§ TASK: Each line in the records below, from the one that contains "Self::from_json(&content)" to the one that contains "Some(entry @ Value::Object(_))", should be reproduced exactly, the first and last included.

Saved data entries
use chrono::{Duration, NaiveDate, NaiveDateTime};
use log::{info, warn};
use serde::Deserialize;
use serde_json::Value;
use std::collections::BTreeMap;
use std::path::Path;
use crate::error::{PKError, PKResult};

const DEFAULT_DOSE_HOUR: u32 = 9;
const DEFAULT_LAB_HOUR: u32 = 12;
const DEFAULT_DAYS_INTO_FUTURE: i64 = 90;
const MAX_DAYS_INTO_FUTURE: i64 = 100 * 366;
const MAX_DOSE_REPEAT: u64 = 100_000;

#[derive(Debug, Clone)]
pub struct Config {
    pub drugs: BTreeMap<String, DrugConfig>,
    pub model: ModelConfig,
    pub doses: BTreeMap<String, Vec<DoseConfig>>,
    pub labs: Vec<LabConfig>,
    pub graph: GraphConfig,
}

#[derive(Debug, Clone, PartialEq)]
pub struct DrugConfig {
    pub name: String,   // Catalog alias
    pub factor: f64,
}

#[derive(Debug, Clone, PartialEq)]
pub struct ModelConfig {
    pub start_date: NaiveDate,
    pub step: Duration,
    pub days_into_future: i64,
    pub corrected_std_dev: bool,
    pub events: Vec<EventConfig>,
}

#[derive(Debug, Clone, PartialEq)]
pub struct EventConfig {
    pub event_date: NaiveDate,
    pub transition: Duration,
}

#[derive(Debug, Clone, PartialEq)]
pub struct DoseConfig {
    pub date: NaiveDateTime,
    pub dose: f64,
}

#[derive(Debug, Clone, PartialEq)]
pub struct LabConfig {
    pub date: NaiveDateTime,
    pub values: BTreeMap<String, f64>,
}

#[derive(Debug, Clone, PartialEq)]
pub struct GraphConfig {
    pub units: Duration,
    pub two_std_dev_in_band: bool,
    pub x_offset: f64,
    pub use_x_date: bool,
}

impl Default for GraphConfig {
    fn default() -> Self {
        Self {
            units: Duration::days(1),
            two_std_dev_in_band: true,
            x_offset: 0.0,
            use_x_date: false,
        }
    }
}

// File layout; optional fields stay untyped so that bad values can fall
// back to their defaults instead of failing the whole file.
#[derive(Debug, Deserialize)]
struct RawConfig {
    #[serde(alias = "drug")]
    drugs: BTreeMap<String, RawDrug>,
    model: RawModel,
    #[serde(alias = "dose")]
    doses: BTreeMap<String, Value>,
    #[serde(default, alias = "lab")]
    labs: Option<Value>,
    #[serde(default, alias = "graphs")]
    graph: Option<RawGraph>,
}

#[derive(Debug, Deserialize)]
#[serde(untagged)]
enum RawDrug {
    Alias(String),
    Full {
        name: String,
        #[serde(default)]
        factor: Option<Value>,
    },
}

#[derive(Debug, Deserialize)]
struct RawModel {
    start_date: NaiveDate,
    #[serde(default)]
    timedelta: Option<Value>,
    #[serde(default)]
    days_into_future: Option<Value>,
    #[serde(default)]
    corrected_std_dev: Option<Value>,
    #[serde(default)]
    events: Option<Value>,
}

#[derive(Debug, Deserialize)]
struct RawGraph {
    #[serde(default)]
    units: Option<Value>,
    #[serde(default)]
    two_std_dev_in_band: Option<Value>,
    #[serde(default)]
    x_offset: Option<Value>,
    #[serde(default)]
    use_x_date: Option<Value>,
}

impl Config {
    pub fn from_file<P: AsRef<Path>>(path: P) -> PKResult<Self> {
        let content = std::fs::read_to_string(path)?;
        Self::from_json(&content)
    }
    
    pub fn from_json(content: &str) -> PKResult<Self> {
        let raw: RawConfig = serde_json::from_str(content)?;
        let config = Self::from_raw(raw);
        config.validate()?;
        Ok(config)
    }
    
    fn from_raw(raw: RawConfig) -> Self {
        let drugs = raw.drugs
            .into_iter()
            .map(|(key, drug)| {
                let drug = match drug {
                    RawDrug::Alias(name) => DrugConfig { name, factor: 1.0 },
                    RawDrug::Full { name, factor } => DrugConfig {
                        name,
                        factor: parse_or(factor.as_ref(), "factor", 1.0, Value::as_f64),
                    },
                };
                (key, drug)
            })
            .collect();
        
        let doses = raw.doses
            .into_iter()
            .map(|(key, entries)| {
                let parsed = parse_doses(&key, &entries);
                (key, parsed)
            })
            .collect();
        
        // A single lab entry is accepted in place of a list
        let labs = match raw.labs {
            Some(Value::Array(entries)) => entries.iter().filter_map(parse_lab).collect(),
            Some(entry @ Value::Object(_)) => parse_lab(&entry).into_iter().collect(),
            Some(Value::Null) | None => Vec::new(),
            Some(other) => {
                warn!("Cannot parse labs, expected a list, got: {}", other);
                Vec::new()
            }
        };
        
        let graph = raw.graph.map(parse_graph).unwrap_or_default();
        
        Self {
            drugs,
            model: parse_model(raw.model),
            doses,
            labs,
            graph,
        }
    }
    
    pub fn validate(&self) -> PKResult<()> {
        if self.drugs.is_empty() {
            return Err(PKError::Configuration(
                "At least one drug must be defined".to_string()
            ));
        }
        
        // Validate dose keys
        for key in self.doses.keys() {
            if !self.drugs.contains_key(key) {
                return Err(PKError::Configuration(
                    format!("Doses reference {} which is not in the drugs section", key)
                ));
            }
        }
        
        // Validate lab keys
        for lab in &self.labs {
            for key in lab.values.keys() {
                if !self.drugs.contains_key(key) {
                    return Err(PKError::Configuration(
                        format!("Lab value for {} which is not in the drugs section", key)
                    ));
                }
            }
        }
        
        // Validate dosing
        if self.dose_count() == 0 {
            return Err(PKError::InvalidDosing(
                "At least one dose must be specified".to_string()
            ));
        }
        
        Ok(())
    }
    
    pub fn dose_count(&self) -> usize {
        self.doses.values().map(|d| d.len()).sum()
    }
}

fn parse_or<T>(value: Option<&Value>, name: &str, default: T, parse: fn(&Value) -> Option<T>) -> T
where
    T: std::fmt::Debug,
{
    match value {
        None | Some(Value::Null) => default,
        Some(v) => parse(v).unwrap_or_else(|| {
            warn!("Cannot parse {} from {}, using default {:?}", name, v, default);
            default
        }),
    }
}

fn as_hour(value: &Value) -> Option<u32> {
    value.as_u64().filter(|h| *h < 24).map(|h| h as u32)
}

fn as_date(value: &Value) -> Option<NaiveDate> {
    value.as_str().and_then(|s| NaiveDate::parse_from_str(s.trim(), "%Y-%m-%d").ok())
}

fn parse_duration_entry(value: &Value) -> Option<Duration> {
    let unit = value.get("unit")?.as_str()?.trim().to_lowercase();
    let amount = value.get("value")?.as_f64()?;
    let seconds = match unit.as_str() {
        "weeks" | "week" | "wk" | "w" => 7.0 * 86400.0,
        "days" | "day" | "d" => 86400.0,
        "hours" | "hour" | "h" => 3600.0,
        "minutes" | "minute" | "min" | "m" => 60.0,
        "seconds" | "second" | "sec" | "s" => 1.0,
        "milliseconds" | "millisecond" | "ms" => 0.001,
        _ => return None,
    };
    
    // Reject anything chrono cannot represent instead of saturating
    let milliseconds = (amount * seconds * 1000.0).round();
    if !milliseconds.is_finite() || milliseconds.abs() >= i64::MAX as f64 {
        return None;
    }
    Duration::try_milliseconds(milliseconds as i64)
}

§ COMPLETED EXERCISE:
        Self::from_json(&content)
    }
    
    pub fn from_json(content: &str) -> PKResult<Self> {
        let raw: RawConfig = serde_json::from_str(content)?;
        let config = Self::from_raw(raw);
        config.validate()?;
        Ok(config)
    }
    
    fn from_raw(raw: RawConfig) -> Self {
        let drugs = raw.drugs
            .into_iter()
            .map(|(key, drug)| {
                let drug = match drug {
                    RawDrug::Alias(name) => DrugConfig { name, factor: 1.0 },
                    RawDrug::Full { name, factor } => DrugConfig {
                        name,
                        factor: parse_or(factor.as_ref(), "factor", 1.0, Value::as_f64),
                    },
                };
                (key, drug)
            })
            .collect();
        
        let doses = raw.doses
            .into_iter()
            .map(|(key, entries)| {
                let parsed = parse_doses(&key, &entries);
                (key, parsed)
            })
            .collect();
        
        // A single lab entry is accepted in place of a list
        let labs = match raw.labs {
            Some(Value::Array(entries)) => entries.iter().filter_map(parse_lab).collect(),
            Some(entry @ Value::Object(_)) => parse_lab(&entry).into_iter().collect(),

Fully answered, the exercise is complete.